Lors de sa visite qui s’est achevée hier à Conakry, Ousmane Sonko, désormais Premier ministre du Sénégal, a brillé par son silence sur une question qui continue pourtant de secouer l’actualité sociopolitique guinéenne : l’arrestation et la détention d’acteurs politiques et de la société civile.
Un silence qui étonne, voire blesse, tant il contraste avec la solidarité que ces mêmes acteurs lui avaient témoignée, au moment où lui-même faisait face à la répression de l’ancien régime de Macky Sall. En son temps, ils l’avaient soutenu.
Ils avaient dénoncé son arrestation, jugée arbitraire et politique. Ils avaient élevé la voix, au nom des principes démocratiques et de la justice. Aujourd’hui, alors qu’ils sont à leur tour confrontés à l’enfermement, la voix du nouveau chef du gouvernement sénégalais reste muette.
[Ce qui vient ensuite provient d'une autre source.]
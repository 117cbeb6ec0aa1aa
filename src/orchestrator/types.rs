use chrono::{DateTime, Local};
use serde::{Deserialize, Deserializer, Serialize};
use serde_json::{Map, Number, Value};

use crate::{error::LLMError, result::QueryResultSet};

/// One entry of an audit batch.
#[derive(Debug, Clone, PartialEq, Serialize, Deserialize)]
pub struct AuditQuery {
    /// Caller supplied identifier; `q000`, `q001`, ... when absent
    #[serde(
        default,
        deserialize_with = "string_or_number",
        skip_serializing_if = "Option::is_none"
    )]
    pub id: Option<String>,
    pub text: String,
    /// Answers the caller hopes to see, e.g. dealer names
    #[serde(
        default,
        alias = "expected_dealers",
        deserialize_with = "null_as_empty",
        skip_serializing_if = "Vec::is_empty"
    )]
    pub expected: Vec<String>,
    /// Any other fields on the descriptor, carried through untouched
    #[serde(flatten)]
    pub metadata: Map<String, Value>,
}

impl AuditQuery {
    pub fn new(text: impl Into<String>) -> Self {
        Self {
            id: None,
            text: text.into(),
            expected: Vec::new(),
            metadata: Map::new(),
        }
    }

    pub fn id(mut self, id: impl Into<String>) -> Self {
        self.id = Some(id.into());
        self
    }

    pub fn expected<I, S>(mut self, answers: I) -> Self
    where
        I: IntoIterator<Item = S>,
        S: Into<String>,
    {
        self.expected = answers.into_iter().map(Into::into).collect();
        self
    }
}

#[derive(Deserialize)]
#[serde(untagged)]
enum QueryId {
    Text(String),
    Number(Number),
}

/// Numeric ids are kept as their decimal text.
fn string_or_number<'de, D: Deserializer<'de>>(de: D) -> Result<Option<String>, D::Error> {
    Ok(Option::<QueryId>::deserialize(de)?.map(|id| match id {
        QueryId::Text(text) => text,
        QueryId::Number(n) => n.to_string(),
    }))
}

fn null_as_empty<'de, D: Deserializer<'de>>(de: D) -> Result<Vec<String>, D::Error> {
    Ok(Option::<Vec<String>>::deserialize(de)?.unwrap_or_default())
}

/// The outcome of running one [`AuditQuery`] across the available providers.
#[derive(Debug, Clone, PartialEq, Serialize, Deserialize)]
pub struct AuditRecord {
    pub query_id: String,
    pub query_text: String,
    #[serde(default)]
    pub expected: Vec<String>,
    #[serde(default, skip_serializing_if = "Map::is_empty")]
    pub metadata: Map<String, Value>,
    pub results: QueryResultSet,
    /// When this query's fan-out finished
    pub timestamp: DateTime<Local>,
}

/// Parses a JSON array of query descriptors.
///
/// A descriptor that is not an object or lacks `text` fails with
/// [`LLMError::InvalidQuery`] naming its position.
pub fn parse_queries(json: &str) -> Result<Vec<AuditQuery>, LLMError> {
    let entries: Vec<Value> = serde_json::from_str(json)?;
    entries
        .into_iter()
        .enumerate()
        .map(|(index, entry)| {
            serde_json::from_value(entry).map_err(|err| LLMError::InvalidQuery {
                index,
                reason: err.to_string(),
            })
        })
        .collect()
}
Une réserve qui laisse perplexe. Une absence de position publique qui interroge.
La realpolitik a-t-elle pris le dessus ?
Certains parleront de prudence diplomatique. D’autres y verront un choix stratégique, dicté par les exigences du pouvoir. Car gouverner, c’est aussi jongler entre principes et intérêts, entre valeurs défendues hier et équilibres à préserver aujourd’hui.
Mais faut-il pour autant rester indifférent face à ce que beaucoup considèrent comme des emprisonnements politiques ? Peut-on prôner la rupture et le panafricanisme chez soi, et refuser d’exprimer la moindre empathie envers des voix réduites au silence juste de l’autre côté de la frontière ?
La métamorphose du leader
L’attitude de Sonko nous confronte à une réalité politique universelle : Le passage du statut d’opposant à celui de dirigeant transforme le discours, tempère les ardeurs, et parfois, refroidit les engagements.
Cela soulève une question centrale : La mentalité d’un leader politique est-elle fondamentalement différente de celle d’un chef de gouvernement ?
En apparence, la réponse est oui. L’opposant interpelle, dénonce, se montre solidaire des opprimés. Le dirigeant, lui, doit composer, préserver, équilibrer. Il agit sous la contrainte de la raison d’Etat, souvent au détriment des idéaux qui l’ont porté au pouvoir.
Mais ce glissement, s’il peut être compréhensible, n’est pas nécessairement excusable. Car il dit beaucoup sur la nature réelle des convictions affichées dans l’opposition. Un idéal qui ne survit pas à l’épreuve du pouvoir était-il sincère ou simplement stratégique ?
Une déception à la hauteur des espoirs
Les acteurs guinéens incarcérés n’ont pas seulement dénoncé une injustice. Ils ont espéré qu’un homme qu’ils avaient soutenu, hier victime du même sort, s’élèverait à son tour pour défendre l’essentiel : la liberté d’expression, la justice équitable, le respect des droits.
Mais c’est un silence diplomatique qu’ils ont reçu en retour. Froid, poli, presque gêné.
L’Afrique a besoin de leaders qui ne changent pas de discours une fois qu’ils changent de fonction. Elle a besoin de dirigeants capables d’allier l’exigence morale de l’opposant à la responsabilité politique du gouvernant.
Ousmane Sonko nous avait promis un nouveau souffle. Il appartient désormais à l’histoire de juger si ce souffle n’était qu’un vent passager, ou une véritable brise de cohérence et de courage.